[Dataset entries]
------------------------------------------------
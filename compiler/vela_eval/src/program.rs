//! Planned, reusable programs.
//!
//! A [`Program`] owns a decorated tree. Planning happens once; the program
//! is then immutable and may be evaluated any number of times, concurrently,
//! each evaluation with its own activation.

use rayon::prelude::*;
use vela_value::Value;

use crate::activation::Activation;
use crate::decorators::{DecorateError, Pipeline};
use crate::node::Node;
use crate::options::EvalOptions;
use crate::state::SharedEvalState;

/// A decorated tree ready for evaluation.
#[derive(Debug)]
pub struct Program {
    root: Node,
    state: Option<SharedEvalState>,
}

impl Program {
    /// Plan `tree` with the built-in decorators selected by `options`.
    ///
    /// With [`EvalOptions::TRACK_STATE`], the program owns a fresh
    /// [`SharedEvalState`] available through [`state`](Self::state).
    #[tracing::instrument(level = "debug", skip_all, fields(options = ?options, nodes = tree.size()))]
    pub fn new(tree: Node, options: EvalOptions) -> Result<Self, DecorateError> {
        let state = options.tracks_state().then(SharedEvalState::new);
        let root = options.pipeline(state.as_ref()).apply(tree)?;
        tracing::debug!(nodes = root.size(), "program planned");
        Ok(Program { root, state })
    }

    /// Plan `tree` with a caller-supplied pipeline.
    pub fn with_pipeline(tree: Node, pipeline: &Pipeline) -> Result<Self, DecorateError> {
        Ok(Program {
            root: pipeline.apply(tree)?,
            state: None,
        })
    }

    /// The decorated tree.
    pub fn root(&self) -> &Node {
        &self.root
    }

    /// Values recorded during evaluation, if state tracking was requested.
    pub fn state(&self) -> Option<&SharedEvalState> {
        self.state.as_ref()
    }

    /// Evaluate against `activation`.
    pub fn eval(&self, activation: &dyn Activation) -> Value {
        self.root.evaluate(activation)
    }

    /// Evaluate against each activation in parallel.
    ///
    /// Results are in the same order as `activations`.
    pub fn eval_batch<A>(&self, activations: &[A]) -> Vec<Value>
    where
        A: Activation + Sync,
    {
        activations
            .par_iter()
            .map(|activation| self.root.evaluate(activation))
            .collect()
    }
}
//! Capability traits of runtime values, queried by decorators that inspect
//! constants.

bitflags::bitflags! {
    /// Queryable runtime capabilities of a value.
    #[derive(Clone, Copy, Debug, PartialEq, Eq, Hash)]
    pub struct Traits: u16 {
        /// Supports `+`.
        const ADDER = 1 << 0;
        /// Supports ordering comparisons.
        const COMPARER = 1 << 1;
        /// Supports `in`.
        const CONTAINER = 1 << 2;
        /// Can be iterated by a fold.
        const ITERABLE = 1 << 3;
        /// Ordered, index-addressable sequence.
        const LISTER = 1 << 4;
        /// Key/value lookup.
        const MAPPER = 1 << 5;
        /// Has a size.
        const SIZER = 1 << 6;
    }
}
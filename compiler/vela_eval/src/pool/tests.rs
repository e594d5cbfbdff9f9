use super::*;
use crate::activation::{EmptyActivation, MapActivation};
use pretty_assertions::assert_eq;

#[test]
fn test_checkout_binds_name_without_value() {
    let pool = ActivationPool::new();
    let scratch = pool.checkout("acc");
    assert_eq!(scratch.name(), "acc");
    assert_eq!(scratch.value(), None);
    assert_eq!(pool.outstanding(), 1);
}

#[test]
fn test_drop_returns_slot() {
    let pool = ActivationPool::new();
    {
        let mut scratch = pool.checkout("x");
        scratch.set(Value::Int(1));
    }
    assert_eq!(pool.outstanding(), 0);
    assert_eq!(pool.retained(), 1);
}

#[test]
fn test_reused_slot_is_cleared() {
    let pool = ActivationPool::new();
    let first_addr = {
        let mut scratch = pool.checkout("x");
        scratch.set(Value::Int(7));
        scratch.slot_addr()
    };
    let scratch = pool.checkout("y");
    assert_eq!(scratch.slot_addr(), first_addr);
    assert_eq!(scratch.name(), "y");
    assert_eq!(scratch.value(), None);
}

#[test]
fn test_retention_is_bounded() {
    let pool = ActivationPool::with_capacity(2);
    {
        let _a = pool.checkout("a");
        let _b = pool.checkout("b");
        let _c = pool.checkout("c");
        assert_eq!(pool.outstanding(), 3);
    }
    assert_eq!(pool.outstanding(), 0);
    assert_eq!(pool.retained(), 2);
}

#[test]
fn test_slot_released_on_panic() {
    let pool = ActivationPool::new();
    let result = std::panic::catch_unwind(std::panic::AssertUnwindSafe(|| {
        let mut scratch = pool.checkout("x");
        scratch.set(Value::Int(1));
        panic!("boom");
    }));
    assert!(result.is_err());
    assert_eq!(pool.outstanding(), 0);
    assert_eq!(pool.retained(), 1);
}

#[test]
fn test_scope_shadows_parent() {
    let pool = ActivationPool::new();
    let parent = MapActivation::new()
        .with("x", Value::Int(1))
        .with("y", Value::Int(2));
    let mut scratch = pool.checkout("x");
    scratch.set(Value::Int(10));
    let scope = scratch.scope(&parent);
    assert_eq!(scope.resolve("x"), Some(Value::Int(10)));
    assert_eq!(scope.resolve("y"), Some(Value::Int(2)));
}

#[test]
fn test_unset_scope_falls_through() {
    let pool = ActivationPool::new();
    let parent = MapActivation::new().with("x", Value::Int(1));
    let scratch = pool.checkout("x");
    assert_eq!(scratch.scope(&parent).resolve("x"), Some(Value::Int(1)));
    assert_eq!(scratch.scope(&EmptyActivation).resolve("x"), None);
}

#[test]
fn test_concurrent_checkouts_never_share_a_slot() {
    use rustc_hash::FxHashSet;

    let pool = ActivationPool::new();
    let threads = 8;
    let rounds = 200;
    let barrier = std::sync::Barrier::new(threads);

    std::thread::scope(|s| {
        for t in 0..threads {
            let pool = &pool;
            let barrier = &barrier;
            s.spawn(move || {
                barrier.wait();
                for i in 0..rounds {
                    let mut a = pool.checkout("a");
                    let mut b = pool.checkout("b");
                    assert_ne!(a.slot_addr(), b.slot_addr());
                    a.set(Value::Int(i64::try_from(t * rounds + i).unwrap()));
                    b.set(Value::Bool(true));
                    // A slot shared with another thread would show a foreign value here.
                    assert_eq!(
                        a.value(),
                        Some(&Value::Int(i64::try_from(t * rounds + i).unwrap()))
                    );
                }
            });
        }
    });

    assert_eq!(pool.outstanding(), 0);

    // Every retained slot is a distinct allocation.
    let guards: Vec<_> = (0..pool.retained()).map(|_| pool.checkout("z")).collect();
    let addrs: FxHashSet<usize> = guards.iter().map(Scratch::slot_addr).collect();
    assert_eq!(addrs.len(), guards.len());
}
------------------------------------------------
* ASSIGNED TASK *
Return the entries above exactly as they appear.

* RESULT *
filename compiler/vela_eval/src/program.rs
//! Planned, reusable programs.
//!
//! A [`Program`] owns a decorated tree. Planning happens once; the program
//! is then immutable and may be evaluated any number of times, concurrently,
//! each evaluation with its own activation.

use rayon::prelude::*;
use vela_value::Value;

use crate::activation::Activation;
use crate::decorators::{DecorateError, Pipeline};
use crate::node::Node;
use crate::options::EvalOptions;
use crate::state::SharedEvalState;

/// A decorated tree ready for evaluation.
#[derive(Debug)]
pub struct Program {
    root: Node,
    state: Option<SharedEvalState>,
}

impl Program {
    /// Plan `tree` with the built-in decorators selected by `options`.
    ///
    /// With [`EvalOptions::TRACK_STATE`], the program owns a fresh
    /// [`SharedEvalState`] available through [`state`](Self::state).
    #[tracing::instrument(level = "debug", skip_all, fields(options = ?options, nodes = tree.size()))]
    pub fn new(tree: Node, options: EvalOptions) -> Result<Self, DecorateError> {
        let state = options.tracks_state().then(SharedEvalState::new);
        let root = options.pipeline(state.as_ref()).apply(tree)?;
        tracing::debug!(nodes = root.size(), "program planned");
        Ok(Program { root, state })
    }

    /// Plan `tree` with a caller-supplied pipeline.
    pub fn with_pipeline(tree: Node, pipeline: &Pipeline) -> Result<Self, DecorateError> {
        Ok(Program {
            root: pipeline.apply(tree)?,
            state: None,
        })
    }

    /// The decorated tree.
    pub fn root(&self) -> &Node {
        &self.root
    }

    /// Values recorded during evaluation, if state tracking was requested.
    pub fn state(&self) -> Option<&SharedEvalState> {
        self.state.as_ref()
    }

    /// Evaluate against `activation`.
    pub fn eval(&self, activation: &dyn Activation) -> Value {
        self.root.evaluate(activation)
    }

    /// Evaluate against each activation in parallel.
    ///
    /// Results are in the same order as `activations`.
    pub fn eval_batch<A>(&self, activations: &[A]) -> Vec<Value>
    where
        A: Activation + Sync,
    {
        activations
            .par_iter()
            .map(|activation| self.root.evaluate(activation))
            .collect()
    }
}
//! Capability traits of runtime values, queried by decorators that inspect
//! constants.

bitflags::bitflags! {
    /// Queryable runtime capabilities of a value.
    #[derive(Clone, Copy, Debug, PartialEq, Eq, Hash)]
    pub struct Traits: u16 {
        /// Supports `+`.
        const ADDER = 1 << 0;
        /// Supports ordering comparisons.
        const COMPARER = 1 << 1;
        /// Supports `in`.
        const CONTAINER = 1 << 2;
        /// Can be iterated by a fold.
        const ITERABLE = 1 << 3;
        /// Ordered, index-addressable sequence.
        const LISTER = 1 << 4;
        /// Key/value lookup.
        const MAPPER = 1 << 5;
        /// Has a size.
        const SIZER = 1 << 6;
    }
}
filename compiler/vela_eval/src/pool/tests.rs
repository e594d5cbfbdff9f9
use super::*;
use crate::activation::{EmptyActivation, MapActivation};
use pretty_assertions::assert_eq;

#[test]
fn test_checkout_binds_name_without_value() {
    let pool = ActivationPool::new();
    let scratch = pool.checkout("acc");
    assert_eq!(scratch.name(), "acc");
    assert_eq!(scratch.value(), None);
    assert_eq!(pool.outstanding(), 1);
}

#[test]
fn test_drop_returns_slot() {
    let pool = ActivationPool::new();
    {
        let mut scratch = pool.checkout("x");
        scratch.set(Value::Int(1));
    }
    assert_eq!(pool.outstanding(), 0);
    assert_eq!(pool.retained(), 1);
}

#[test]
fn test_reused_slot_is_cleared() {
    let pool = ActivationPool::new();
    let first_addr = {
        let mut scratch = pool.checkout("x");
        scratch.set(Value::Int(7));
        scratch.slot_addr()
    };
    let scratch = pool.checkout("y");
    assert_eq!(scratch.slot_addr(), first_addr);
    assert_eq!(scratch.name(), "y");
    assert_eq!(scratch.value(), None);
}

#[test]
fn test_retention_is_bounded() {
    let pool = ActivationPool::with_capacity(2);
    {
        let _a = pool.checkout("a");
        let _b = pool.checkout("b");
        let _c = pool.checkout("c");
        assert_eq!(pool.outstanding(), 3);
    }
    assert_eq!(pool.outstanding(), 0);
    assert_eq!(pool.retained(), 2);
}

#[test]
fn test_slot_released_on_panic() {
    let pool = ActivationPool::new();
    let result = std::panic::catch_unwind(std::panic::AssertUnwindSafe(|| {
        let mut scratch = pool.checkout("x");
        scratch.set(Value::Int(1));
        panic!("boom");
    }));
    assert!(result.is_err());
    assert_eq!(pool.outstanding(), 0);
    assert_eq!(pool.retained(), 1);
}

#[test]
fn test_scope_shadows_parent() {
    let pool = ActivationPool::new();
    let parent = MapActivation::new()
        .with("x", Value::Int(1))
        .with("y", Value::Int(2));
    let mut scratch = pool.checkout("x");
    scratch.set(Value::Int(10));
    let scope = scratch.scope(&parent);
    assert_eq!(scope.resolve("x"), Some(Value::Int(10)));
    assert_eq!(scope.resolve("y"), Some(Value::Int(2)));
}

#[test]
fn test_unset_scope_falls_through() {
    let pool = ActivationPool::new();
    let parent = MapActivation::new().with("x", Value::Int(1));
    let scratch = pool.checkout("x");
    assert_eq!(scratch.scope(&parent).resolve("x"), Some(Value::Int(1)));
    assert_eq!(scratch.scope(&EmptyActivation).resolve("x"), None);
}

#[test]
fn test_concurrent_checkouts_never_share_a_slot() {
    use rustc_hash::FxHashSet;

    let pool = ActivationPool::new();
    let threads = 8;
    let rounds = 200;
    let barrier = std::sync::Barrier::new(threads);

    std::thread::scope(|s| {
        for t in 0..threads {
            let pool = &pool;
            let barrier = &barrier;
            s.spawn(move || {
                barrier.wait();
                for i in 0..rounds {
                    let mut a = pool.checkout("a");
                    let mut b = pool.checkout("b");
                    assert_ne!(a.slot_addr(), b.slot_addr());
                    a.set(Value::Int(i64::try_from(t * rounds + i).unwrap()));
                    b.set(Value::Bool(true));
                    // A slot shared with another thread would show a foreign value here.
                    assert_eq!(
                        a.value(),
                        Some(&Value::Int(i64::try_from(t * rounds + i).unwrap()))
                    );
                }
            });
        }
    });

    assert_eq!(pool.outstanding(), 0);

    // Every retained slot is a distinct allocation.
    let guards: Vec<_> = (0..pool.retained()).map(|_| pool.checkout("z")).collect();
    let addrs: FxHashSet<usize> = guards.iter().map(Scratch::slot_addr).collect();
    assert_eq!(addrs.len(), guards.len());
}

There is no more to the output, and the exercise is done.